16年間という長い年月とインターネットの普及のお陰で、EMSの認知度がようやく上がって来たことに喜びと感謝 を感じるものの、変わらない現状に落胆させられるのも事実だ。

最近では、一部光学メーカーや販売店までがEMSを取り扱ってくださっており、当方には順風が吹き始めているかに 見えるが、上記現状に変化の兆しは全く見えない。それはどうしてだろうか。   それは、EMSが特殊な製品として認知されているからではないだろうか。つまり、従来の天頂プリズム等の一連の 周辺パーツの中の一つの特殊な製品としての扱いだということだ。

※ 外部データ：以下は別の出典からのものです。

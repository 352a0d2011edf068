//! Query configuration
//!
//! Built with [`QueryConfig::builder`]; `build()` validates every field.

use crate::error::{UfsError, UfsResult};
use crate::transport::MAX_IOCTL_BUF_SIZE;
use crate::upiu::UPIU_SIZE;

/// Default ioctl timeout in milliseconds
pub const DEFAULT_TIMEOUT_MS: u32 = 30_000;

/// How reserved/obsolete idns and RFU descriptor kinds are handled
#[derive(Debug, Clone, Copy, PartialEq, Eq, Default)]
pub enum ReservedPolicy {
    /// Encode and forward to the device, logging an informational note.
    /// RFU descriptors additionally need an explicit size override.
    #[default]
    PassThrough,
    /// Reject locally before anything is submitted
    Reject,
}

/// Settings shared by the codec and the transport
#[derive(Debug, Clone)]
pub struct QueryConfig {
    pub reserved_policy: ReservedPolicy,
    /// Upper bound for request plus response bytes of one exchange
    pub max_transfer: usize,
    /// ioctl timeout in milliseconds
    pub timeout_ms: u32,
}

impl Default for QueryConfig {
    fn default() -> Self {
        QueryConfig {
            reserved_policy: ReservedPolicy::default(),
            max_transfer: MAX_IOCTL_BUF_SIZE,
            timeout_ms: DEFAULT_TIMEOUT_MS,
        }
    }
}

impl QueryConfig {
    pub fn builder() -> QueryConfigBuilder {
        QueryConfigBuilder::new()
    }
}

/// Builder for [`QueryConfig`]
#[derive(Debug, Default)]
pub struct QueryConfigBuilder {
    reserved_policy: Option<ReservedPolicy>,
    max_transfer: Option<usize>,
    timeout_ms: Option<u32>,
}

impl QueryConfigBuilder {
    fn new() -> Self {
        Self::default()
    }

    /// Set the reserved idn policy (default: PassThrough)
    pub fn reserved_policy(mut self, policy: ReservedPolicy) -> Self {
        self.reserved_policy = Some(policy);
        self
    }

    /// Set the per-exchange transfer limit in bytes (default: 256 KiB)
    pub fn max_transfer(mut self, bytes: usize) -> Self {
        self.max_transfer = Some(bytes);
        self
    }

    /// Set the ioctl timeout (default: 30 s)
    pub fn timeout_ms(mut self, ms: u32) -> Self {
        self.timeout_ms = Some(ms);
        self
    }

    pub fn build(self) -> UfsResult<QueryConfig> {
        let max_transfer = self.max_transfer.unwrap_or(MAX_IOCTL_BUF_SIZE);
        if max_transfer > MAX_IOCTL_BUF_SIZE {
            return Err(UfsError::Config(format!(
                "max_transfer {} exceeds the {} byte ioctl limit",
                max_transfer, MAX_IOCTL_BUF_SIZE
            )));
        }
        // A request and its response header must both fit
        if max_transfer < 2 * UPIU_SIZE {
            return Err(UfsError::Config(format!(
                "max_transfer {} cannot hold a query request and response",
                max_transfer
            )));
        }

        let timeout_ms = self.timeout_ms.unwrap_or(DEFAULT_TIMEOUT_MS);
        if timeout_ms == 0 {
            return Err(UfsError::Config("timeout_ms must be non-zero".to_string()));
        }

        Ok(QueryConfig {
            reserved_policy: self.reserved_policy.unwrap_or_default(),
            max_transfer,
            timeout_ms,
        })
    }
}
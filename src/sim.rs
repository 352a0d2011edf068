//! In-memory UFS device for tests and dry runs
//!
//! `SimulatedDevice` answers Query Requests from tables of flags,
//! attributes and descriptors, echoing the request fields the way a real
//! device does. A tamper hook lets tests corrupt responses.

use crate::desc::DescriptorKind;
use crate::error::{QueryResponseCode, UfsError, UfsResult};
use crate::idn::{AttributeIdn, FlagIdn, QueryOpcode};
use crate::transport::{TransferBuffer, UfsTransport, MAX_IOCTL_BUF_SIZE};
use crate::upiu::{transaction, UPIU_SIZE};
use byteorder::{BigEndian, ByteOrder};
use std::collections::{HashMap, HashSet};

type Tamper = Box<dyn FnMut(&mut Vec<u8>)>;

/// Simulated UFS device implementing [`UfsTransport`]
#[derive(Default)]
pub struct SimulatedDevice {
    flags: HashMap<u8, bool>,
    attributes: HashMap<(u8, u8, u8), u32>,
    read_only: HashSet<u8>,
    descriptors: HashMap<(u8, u8, u8), Vec<u8>>,
    tamper: Option<Tamper>,
    requests: Vec<Vec<u8>>,
    max_transfer: Option<usize>,
}

impl SimulatedDevice {
    /// Empty device; every flag and attribute reads as zero
    pub fn new() -> Self {
        Self::default()
    }

    /// Device populated with a plausible set of descriptors and attributes
    pub fn standard() -> Self {
        let mut dev = Self::new();

        let mut device = vec![0u8; 0x40];
        device[0] = 0x40;
        device[1] = DescriptorKind::Device as u8;
        device[0x06] = 0x08; // bNumberLU
        device[0x10] = 0x01; // iManufacturerName
        dev.set_descriptor(DescriptorKind::Device, 0, 0, device);

        let mut geometry = vec![0u8; 0x48];
        geometry[0] = 0x48;
        geometry[1] = DescriptorKind::Geometry as u8;
        dev.set_descriptor(DescriptorKind::Geometry, 0, 0, geometry);

        let name = "SIMUFS";
        let mut string = vec![(2 + 2 * name.len()) as u8, DescriptorKind::String as u8];
        for unit in name.encode_utf16() {
            string.extend_from_slice(&unit.to_be_bytes());
        }
        dev.set_descriptor(DescriptorKind::String, 1, 0, string);

        dev.set_attribute(AttributeIdn::BootLunEn, 0, 0, 0x01);
        dev.set_attribute(AttributeIdn::PowerMode, 0, 0, 0x11);
        dev.set_attribute(AttributeIdn::RefClkFreq, 0, 0, 0x01);
        dev.read_only.insert(AttributeIdn::BkopsStatus as u8);
        dev.read_only.insert(AttributeIdn::PowerMode as u8);

        dev.set_flag(FlagIdn::DeviceInit, false);
        dev.set_flag(FlagIdn::BkopsEn, true);
        dev
    }

    pub fn set_flag(&mut self, idn: FlagIdn, value: bool) {
        self.flags.insert(idn as u8, value);
    }

    pub fn flag(&self, idn: FlagIdn) -> bool {
        self.flags.get(&(idn as u8)).copied().unwrap_or(false)
    }

    pub fn set_attribute(&mut self, idn: AttributeIdn, index: u8, selector: u8, value: u32) {
        self.attributes.insert((idn as u8, index, selector), value);
    }

    pub fn attribute(&self, idn: AttributeIdn, index: u8, selector: u8) -> u32 {
        self.attributes
            .get(&(idn as u8, index, selector))
            .copied()
            .unwrap_or(0)
    }

    /// Store raw descriptor bytes; no size check so tests can model bad devices
    pub fn set_descriptor(&mut self, kind: DescriptorKind, index: u8, selector: u8, data: Vec<u8>) {
        self.descriptors.insert((kind as u8, index, selector), data);
    }

    pub fn descriptor(&self, kind: DescriptorKind, index: u8, selector: u8) -> Option<&[u8]> {
        self.descriptors
            .get(&(kind as u8, index, selector))
            .map(|d| d.as_slice())
    }

    /// Lower the transfer limit below the ioctl maximum
    pub fn with_max_transfer(mut self, bytes: usize) -> Self {
        self.max_transfer = Some(bytes);
        self
    }

    /// Rewrite every response before it is returned
    pub fn set_tamper<F>(&mut self, f: F)
    where
        F: FnMut(&mut Vec<u8>) + 'static,
    {
        self.tamper = Some(Box::new(f));
    }

    /// Number of exchanges that reached the device
    pub fn calls(&self) -> usize {
        self.requests.len()
    }

    /// Raw bytes of every request received, oldest first
    pub fn requests(&self) -> &[Vec<u8>] {
        &self.requests
    }

    fn handle(&mut self, cmd: &[u8], din_capacity: usize) -> Vec<u8> {
        let opcode = cmd[12];
        let idn = cmd[13];
        let index = cmd[14];
        let selector = cmd[15];
        let length = BigEndian::read_u16(&cmd[18..20]) as usize;
        let value = BigEndian::read_u32(&cmd[20..24]);

        let Some(opcode) = QueryOpcode::from_u8(opcode) else {
            return reply(cmd, QueryResponseCode::InvalidOpcode, 0, 0, &[]);
        };

        match opcode {
            QueryOpcode::Nop => reply(cmd, QueryResponseCode::Success, 0, 0, &[]),
            QueryOpcode::ReadFlag
            | QueryOpcode::SetFlag
            | QueryOpcode::ClearFlag
            | QueryOpcode::ToggleFlag => {
                if FlagIdn::from_u8(idn).is_none() {
                    return reply(cmd, QueryResponseCode::InvalidIdn, 0, 0, &[]);
                }
                let current = self.flags.get(&idn).copied().unwrap_or(false);
                let next = match opcode {
                    QueryOpcode::SetFlag => true,
                    QueryOpcode::ClearFlag => false,
                    QueryOpcode::ToggleFlag => !current,
                    _ => current,
                };
                self.flags.insert(idn, next);
                reply(cmd, QueryResponseCode::Success, 0, next as u32, &[])
            }
            QueryOpcode::ReadAttr => {
                if AttributeIdn::from_u8(idn).is_none() {
                    return reply(cmd, QueryResponseCode::InvalidIdn, 0, 0, &[]);
                }
                let v = self
                    .attributes
                    .get(&(idn, index, selector))
                    .copied()
                    .unwrap_or(0);
                reply(cmd, QueryResponseCode::Success, 0, v, &[])
            }
            QueryOpcode::WriteAttr => {
                if AttributeIdn::from_u8(idn).is_none() {
                    return reply(cmd, QueryResponseCode::InvalidIdn, 0, 0, &[]);
                }
                if self.read_only.contains(&idn) {
                    return reply(cmd, QueryResponseCode::ParameterNotWriteable, 0, 0, &[]);
                }
                self.attributes.insert((idn, index, selector), value);
                reply(cmd, QueryResponseCode::Success, 0, value, &[])
            }
            QueryOpcode::ReadDesc => match self.descriptors.get(&(idn, index, selector)) {
                Some(data) => {
                    let n = data.len().min(length).min(din_capacity);
                    let data = data[..n].to_vec();
                    reply(cmd, QueryResponseCode::Success, n as u16, 0, &data)
                }
                None => reply(cmd, QueryResponseCode::InvalidIndex, 0, 0, &[]),
            },
            QueryOpcode::WriteDesc => {
                let data = &cmd[UPIU_SIZE..];
                if data.len() != length {
                    return reply(cmd, QueryResponseCode::InvalidLength, 0, 0, &[]);
                }
                self.descriptors.insert((idn, index, selector), data.to_vec());
                reply(cmd, QueryResponseCode::Success, length as u16, 0, &[])
            }
        }
    }
}

/// Build a Query Response echoing the request's transaction specific fields
fn reply(cmd: &[u8], code: QueryResponseCode, length: u16, value: u32, data: &[u8]) -> Vec<u8> {
    let mut rsp = vec![0u8; UPIU_SIZE + data.len()];
    rsp[0] = transaction::QUERY_RSP;
    rsp[3] = cmd[3];
    rsp[5] = cmd[5];
    rsp[6] = code as u8;
    BigEndian::write_u16(&mut rsp[10..12], data.len() as u16);
    rsp[12..16].copy_from_slice(&cmd[12..16]);
    BigEndian::write_u16(&mut rsp[18..20], length);
    BigEndian::write_u32(&mut rsp[20..24], value);
    rsp[UPIU_SIZE..].copy_from_slice(data);
    rsp
}

impl UfsTransport for SimulatedDevice {
    fn max_transfer(&self) -> usize {
        self.max_transfer.unwrap_or(MAX_IOCTL_BUF_SIZE)
    }

    fn transfer(&mut self, cmd: &[u8], expect_response_len: usize) -> UfsResult<TransferBuffer> {
        self.requests.push(cmd.to_vec());

        if cmd.len() < UPIU_SIZE || cmd[0] != transaction::QUERY_REQ {
            return Err(UfsError::TransportError {
                status: -libc::EINVAL,
                detail: "not a Query Request UPIU".to_string(),
            });
        }

        let din_capacity = expect_response_len.saturating_sub(UPIU_SIZE);
        let mut rsp = self.handle(cmd, din_capacity);
        if let Some(tamper) = self.tamper.as_mut() {
            tamper(&mut rsp);
        }
        TransferBuffer::from_vec(rsp)
    }
}
fn expect_descriptor(req: &QueryRequest) -> UfsResult<DescriptorKind> {
    match req.idn {
        Idn::Descriptor(kind) => Ok(kind),
        _ => Err(UfsError::InvalidRequestShape(format!(
            "{} requires a descriptor idn, got {} idn 0x{:02x}",
            req.opcode.name(),
            req.idn.category(),
            req.idn.code()
        ))),
    }
}

fn expect_no_payload(req: &QueryRequest) -> UfsResult<()> {
    if req.payload != QueryPayload::None {
        return Err(UfsError::InvalidRequestShape(format!(
            "{} carries no payload",
            req.opcode.name()
        )));
    }
    Ok(())
}

// ============================================================================
// Unit Tests
// ============================================================================
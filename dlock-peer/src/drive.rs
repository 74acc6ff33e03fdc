//! `peer drive`: one node over UDP behind a car.

use std::net::{IpAddr, SocketAddr};
use std::sync::Arc;
use std::time::Duration;

use dlock_core::{
    Algorithm, LamportKEntryNode, LamportNode, NodeId, RaymondKEntryNode, RaymondNode,
    UdpTransport,
};
use error_stack::{Report, ResultExt};
use rand::Rng;
use tracing::{info, instrument};

use crate::PeerError;
use crate::car::Car;
use crate::cli::{AlgorithmKind, DriveArgs};
use crate::display::DisplayReporter;
use crate::track::Track;

pub async fn run(args: DriveArgs) -> Result<(), Report<PeerError>> {
    let id = NodeId(args.id);
    if args.id >= args.nodes {
        return Err(Report::new(PeerError::Config)
            .attach(format!("id {} is outside a cluster of {}", args.id, args.nodes)));
    }
    let addrs = (0..args.nodes)
        .map(|n| peer_addr(args.host, args.base_port, NodeId(n)))
        .collect::<Result<Vec<_>, _>>()?;
    let listen = addrs[args.id as usize];
    info!(%id, %listen, algorithm = %args.algorithm, "starting peer");

    let mut config = args
        .algorithm
        .config(id, args.nodes, args.tokens, |n| addrs[n.0 as usize]);
    if let Some(holder) = args.holder {
        config = config.with_holder(NodeId(holder));
    }

    let transport = Arc::new(
        UdpTransport::bind(listen)
            .await
            .change_context(PeerError::Bind)
            .attach_with(|| format!("listen address: {listen}"))?,
    );
    let display = if args.no_display {
        None
    } else {
        Some(DisplayReporter::connect(args.display).await?)
    };

    match args.algorithm {
        AlgorithmKind::Lamport => {
            drive(Arc::new(LamportNode::new(config, transport)), &args, display).await
        }
        AlgorithmKind::LamportKEntry => {
            drive(Arc::new(LamportKEntryNode::new(config, transport)), &args, display).await
        }
        AlgorithmKind::Raymond => {
            drive(Arc::new(RaymondNode::new(config, transport)), &args, display).await
        }
        AlgorithmKind::RaymondKEntry => {
            drive(Arc::new(RaymondKEntryNode::new(config, transport)), &args, display).await
        }
    }
}

#[instrument(skip_all, fields(node = %node.id()))]
async fn drive<A: Algorithm>(
    node: Arc<A>,
    args: &DriveArgs,
    display: Option<DisplayReporter>,
) -> Result<(), Report<PeerError>> {
    let receive_loop = tokio::spawn(Arc::clone(&node).run());

    let max_delay = args.max_start_delay.max(args.min_start_delay);
    let delay = rand::rng().random_range(args.min_start_delay..=max_delay);
    info!(delay_secs = delay, "waiting for the other peers");
    tokio::time::sleep(Duration::from_secs(delay)).await;

    let track = Arc::new(Track::generate());
    let mut car = Car::new(node, Arc::clone(&track), display)
        .with_step_delay(Duration::from_millis(args.step_ms));
    let start = track.random_start(car.direction(), &mut rand::rng());
    info!(start, direction = ?car.direction(), "starting position");

    for lap in 0..args.laps {
        info!(lap, "starting lap");
        car.lap(if lap == 0 { start } else { 0 }).await;
    }
    info!("done driving, still relaying for the other peers");

    match receive_loop.await {
        Ok(result) => result.change_context(PeerError::Transport),
        Err(join) => Err(Report::new(join).change_context(PeerError::Transport)),
    }
}

fn peer_addr(host: IpAddr, base_port: u16, id: NodeId) -> Result<SocketAddr, Report<PeerError>> {
    u16::try_from(id.0)
        .ok()
        .and_then(|offset| base_port.checked_add(offset))
        .map(|port| SocketAddr::new(host, port))
        .ok_or_else(|| {
            Report::new(PeerError::Config)
                .attach(format!("no port for peer {id} above base port {base_port}"))
        })
}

語源とは少し意味が異なるが、無敵の盾と無敵の矛とを同時に売る 矛盾がそこにはあるのだ。 私に言わせれば、それは固定観念の呪縛がなせるものであって、何らの根拠もないものな のだが。   私の価値観では、裏像の天頂プリズムはその本来意図された使用目的については不燃ゴミでしかない。 ジャンク ボックスの中にキャップもしないで突っ込んでいる。その出番は、実験やEMSとの比較説明の時だけだからだ。

ただ、実際には、合焦の問題は些細なことなのだ。大抵は接眼部の不適切に光路を消費するアダプターを交換する か、鏡筒を少し短縮すれば解決するからだ。 しかし、鏡筒を加工することに抵抗を示す消費者の方が意外に多いことに 驚かされる。 これもなぜだろうかと考える。 EMSの合焦のために市販鏡筒を少し改造することは、人間工学的に不完全 な鏡筒を加工して、使い道具として完全な物に改良する作業であると私は確信するのだが、それに抵抗を感じる方は、 ”新しい品物を壊す”、という感覚を持っておられるのではないだろうか。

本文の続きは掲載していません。